As teachers, Heads or Coordinators, we can no longer ignore the stunning contributions of neurosciences to the field of education. Powerful concepts and discoveries including the role of emotions, gender differences and environments must force us to stop and redesign our conventional educational models. As Head of Rio de la Plata School, I have been putting into practice this “brain friendly revolution” for twelve years now and the results are astonishing: discipline problems, absentee rates and staff exodus dramatically drop in the light of this new approach.
There is a need to change paradigms: from psychology to biology. Digging into the biology of learning we will be able to teach effectively, with the brain in mind.

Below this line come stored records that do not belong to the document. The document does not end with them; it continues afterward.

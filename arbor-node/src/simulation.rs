//! Simulated sensor endpoint: sinusoidal readings around random baselines, one report per second.

use std::f64::consts::PI;
use std::time::{Duration, Instant};

use anyhow::Context;
use arbor_core::{Identity, Message, Packet, SensorData, SensorId};
use arbor_net::{Leaf, LeafError};
use rand::Rng;
use tracing::{debug, info, warn};

use crate::config::Config;

const AMPLITUDE_MAX: f64 = 3.0;
const CYCLE_MAX_SECS: f64 = 30.0;
const REPORT_INTERVAL: Duration = Duration::from_secs(1);

const START_VALUES: [(SensorId, f64); 4] = [
    (SensorId::AirHumidity, 60.0),
    (SensorId::AirTemperature, 25.0),
    (SensorId::SoilMoisture, 40.0),
    (SensorId::LightIntensity, 700.0),
];

pub struct Simulation {
    amplitude: f64,
    cycle_secs: f64,
    baselines: Vec<(SensorId, f64)>,
}

impl Simulation {
    pub fn new(rng: &mut impl Rng) -> Self {
        let amplitude = rng.gen::<f64>() * AMPLITUDE_MAX;
        let cycle_secs = rng.gen_range(1.0..CYCLE_MAX_SECS);
        let baselines = START_VALUES
            .iter()
            .map(|&(id, start)| (id, start * rng.gen::<f64>().max(rng.gen::<f64>())))
            .collect();
        Self {
            amplitude,
            cycle_secs,
            baselines,
        }
    }

    pub fn reading_at(&self, elapsed: Duration) -> SensorData {
        let phase = 2.0 * PI * elapsed.as_secs_f64() / self.cycle_secs;
        let offset = self.amplitude * phase.sin();
        let mut data = SensorData::new();
        for &(id, baseline) in &self.baselines {
            data.set(id, baseline + offset);
        }
        data
    }
}

pub async fn run_sensor(config: &Config) -> anyhow::Result<()> {
    let leaf_config = config.leaf_config();
    let reply_timeout = leaf_config.registration_timeout;
    let leaf = Leaf::start(Identity::SensorEndpoint, leaf_config, None)
        .await
        .context("cannot bind sensor socket")?;
    let worker = leaf.wait_registration().await?;
    info!("Starting sensor endpoint simulation, served by {}", worker);

    let simulation = Simulation::new(&mut rand::thread_rng());
    let started = Instant::now();
    let mut ticker = tokio::time::interval(REPORT_INTERVAL);
    loop {
        ticker.tick().await;
        let data = simulation.reading_at(started.elapsed());
        info!("Sending sensor data: {}", data);
        leaf.send(&Packet::new(data)).await?;

        match leaf.receive_timeout(reply_timeout).await {
            Ok(Some(reply)) => match reply.message() {
                Message::Acknowledgement(_) => debug!("readings acknowledged"),
                other => warn!(opcode = ?other.opcode(), "expected an acknowledgement"),
            },
            Ok(None) => warn!("no acknowledgement within {:?}", reply_timeout),
            Err(LeafError::Transport(e)) if e.is_corrupt() => warn!("{}", e),
            Err(e) => return Err(e.into()),
        }
    }
}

Understanding HOW we learn will ensure everyone will learn. By getting more of the brain involved, learners will understand the subject better, be intrinsically motivated, enjoy the process and remember it longer. Other than teaching the way we learnt we should design our educational systems around this solid theory. This is not another trendy approach, this is neuroscience: tested and classroom proven. Dr.Robin Fogarty claims “Brain science is about how we learn, pedagogy is about how we teach”!
MEET YOUR MAGIC BRAIN
1. The brain is like a sieve: in the early stages of processing, it drops data it doesn´t need or think it will use.
2. It grows dendrites and makes connections by stimulation of a rich environment.
3. Several billion bites of information pass through each and every second of your life.
4. The brain uses 20% of the energy in your body and generates enough energy to illuminate a lightbulb (when the person is awake!).
5. It is best at learning what it needs to SURVIVE (academic success is somewhere about 53 on its list!).
6. There can be a spread in differences between 2 to 3 years in completely normal developing brains.
7. Brain plasticity continues as one ages.
8. It learns from chaos and seeks order and patterns.
9. It has 100 billion active neurons,(same amount of stars in the Milky Way!) that can grow up to 20.000 connections or branches on each nerve cell.
10. It has three distinct brains, two sides that work in harmony, at least eight different intelligence centers and…
…IT HOLDS THE KEY TO YOUR OWN PERSONAL LEARNING!